En Puerto España, el propietario del bar que esperaba que una de las mujeres de la embarcación trabajara para él sigue con sus negocios. En una noche de mayo, estaba en su local y miraba algunas fotografías de chicas venezolanas en su teléfono, que le habían enviado por WhatsApp.
Explicó el arreglo que tenía con las venezolanas reclutadas para trabajar en su local: le paga una cuota al barquero por su pasaje, confisca sus pasaportes y las envía de vuelta solo hasta que hayan multiplicado el monto que él gasta en traerlas de contrabando.
El arreglo funcionaba con la ayuda de la policía de Puerto España y la Guardia Costera de Trinidad, las cuales recibían pagos por igual, comentó.
El gobierno de Trinidad no respondió a las preguntas por escrito ni a las peticiones de comentarios. Tres dueños de barcos comerciales en Trinidad y un cuarto más en Venezuela confirmaron que habían hecho pagos para traficar prostitutas desde Venezuela o que habían sido testigos de esos pagos por parte de otros barqueros que traían mujeres a Trinidad.

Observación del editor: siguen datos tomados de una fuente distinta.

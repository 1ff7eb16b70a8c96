//! Term query tests against an assembled database

mod common;

use ontosearch::models::Mapping;
use ontosearch::ontology::SemSqlReader;
use ontosearch::storage::{AnnotatedRecord, Database, QueryTables, TermQuery};
use tempfile::TempDir;

fn mapping(source_id: &str, text: &str, local: &str, label: &str) -> Mapping {
    Mapping {
        source_term_id: source_id.to_string(),
        source_term: text.to_string(),
        mapped_term_label: label.to_string(),
        mapped_term_curie: format!("T:{local}"),
        mapped_term_iri: common::iri(local),
        mapping_score: Some(1.0),
    }
}

/// Fixture ontology edges plus four mapped records
fn setup(dir: &TempDir) -> (Database, QueryTables) {
    let path = common::create_semsql_fixture(dir.path());
    let tables = SemSqlReader::open(&path, "mini").unwrap().read_all().unwrap();

    let mut db = Database::open(&dir.path().join("search.db")).unwrap();
    db.import_table("mini_edges", &tables.edges).unwrap();
    db.import_table("mini_entailed_edges", &tables.entailed_edges).unwrap();

    let mappings = vec![
        mapping("ieu-a-3", "Lung cancer", "3", "lung cancer"),
        mapping("ieu-a-1", "Disease", "1", "disease"),
        mapping("ieu-a-2", "Cancer", "2", "cancer"),
        mapping("ieu-a-4", "BMI", "4", "body mass index"),
    ];
    db.import_table("ieu_mappings", &Mapping::to_table(&mappings)).unwrap();

    (db, QueryTables::for_dataset("ieu", "mini"))
}

fn ids(records: &[AnnotatedRecord]) -> Vec<&str> {
    records.iter().map(|r| r.source_term_id.as_str()).collect()
}

#[test]
fn test_exact_term_only() {
    let dir = TempDir::new().unwrap();
    let (db, tables) = setup(&dir);

    let records = db
        .records_annotated_with(&TermQuery::new("T:1"), &tables)
        .unwrap();
    assert_eq!(ids(&records), vec!["ieu-a-1"]);
    assert_eq!(records[0].mapped_term_label, "disease");
    assert_eq!(records[0].mapping_score, Some(1.0));
}

/// Direct edges reach children only
#[test]
fn test_descendants_via_direct_edges() {
    let dir = TempDir::new().unwrap();
    let (db, tables) = setup(&dir);

    let query = TermQuery::new("T:1")
        .include_descendants(true)
        .direct_only(true);
    let records = db.records_annotated_with(&query, &tables).unwrap();
    assert_eq!(ids(&records), vec!["ieu-a-1", "ieu-a-2"]);
}

/// Entailed edges reach the whole subtree, each record once, sorted by id
#[test]
fn test_descendants_via_entailed_edges() {
    let dir = TempDir::new().unwrap();
    let (db, tables) = setup(&dir);

    let query = TermQuery::new("T:1").include_descendants(true);
    let records = db.records_annotated_with(&query, &tables).unwrap();
    assert_eq!(ids(&records), vec!["ieu-a-1", "ieu-a-2", "ieu-a-3"]);
}

#[test]
fn test_unknown_term_is_empty() {
    let dir = TempDir::new().unwrap();
    let (db, tables) = setup(&dir);

    let query = TermQuery::new("T:999").include_descendants(true);
    assert!(db.records_annotated_with(&query, &tables).unwrap().is_empty());
}

#[test]
fn test_results_as_table() {
    let dir = TempDir::new().unwrap();
    let (db, tables) = setup(&dir);

    let records = db
        .records_annotated_with(&TermQuery::new("T:4"), &tables)
        .unwrap();
    let table = AnnotatedRecord::to_table(&records);
    assert_eq!(
        table.columns(),
        ["SourceTermID", "SourceTerm", "MappedTermLabel", "MappedTermCURIE", "MappingScore"]
    );
    assert_eq!(table.len(), 1);
}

En el bar de Puerto España, los oficiales de policía se acercaron al dueño y lo saludaron frente a un reportero, aunque estaban presentes varias mujeres venezolanas que trabajan allí. “Estos son mis amigos, los conozco muy bien”, dijo el propietario sobre los oficiales, con una sonrisa.
Los familiares de los sospechosos de participar en la red de tráfico de personas dijeron que sus parientes fueron falsamente acusados por las mujeres sobrevivientes; ninguno de los que están presos pudieron ser contactados mediante el sistema penitenciario de Venezuela.
Más allá de su enojo, Díaz ahora parece consumido por el problema que ocasionó el viaje de su hija: cómo conseguir comida. La hiperinflación ha continuado. La escasez de alimentos no ha mejorado, pero nadie de la familia se atreve a volver a cruzar esas aguas.
“Habíamos depositado muchas esperanzas en ella”, dijo sobre su hija, Oriana. “Iba a sustentarnos a todos desde Trinidad”. Respiró hondo y agregó: “Pero la cura es peor que la enfermedad”.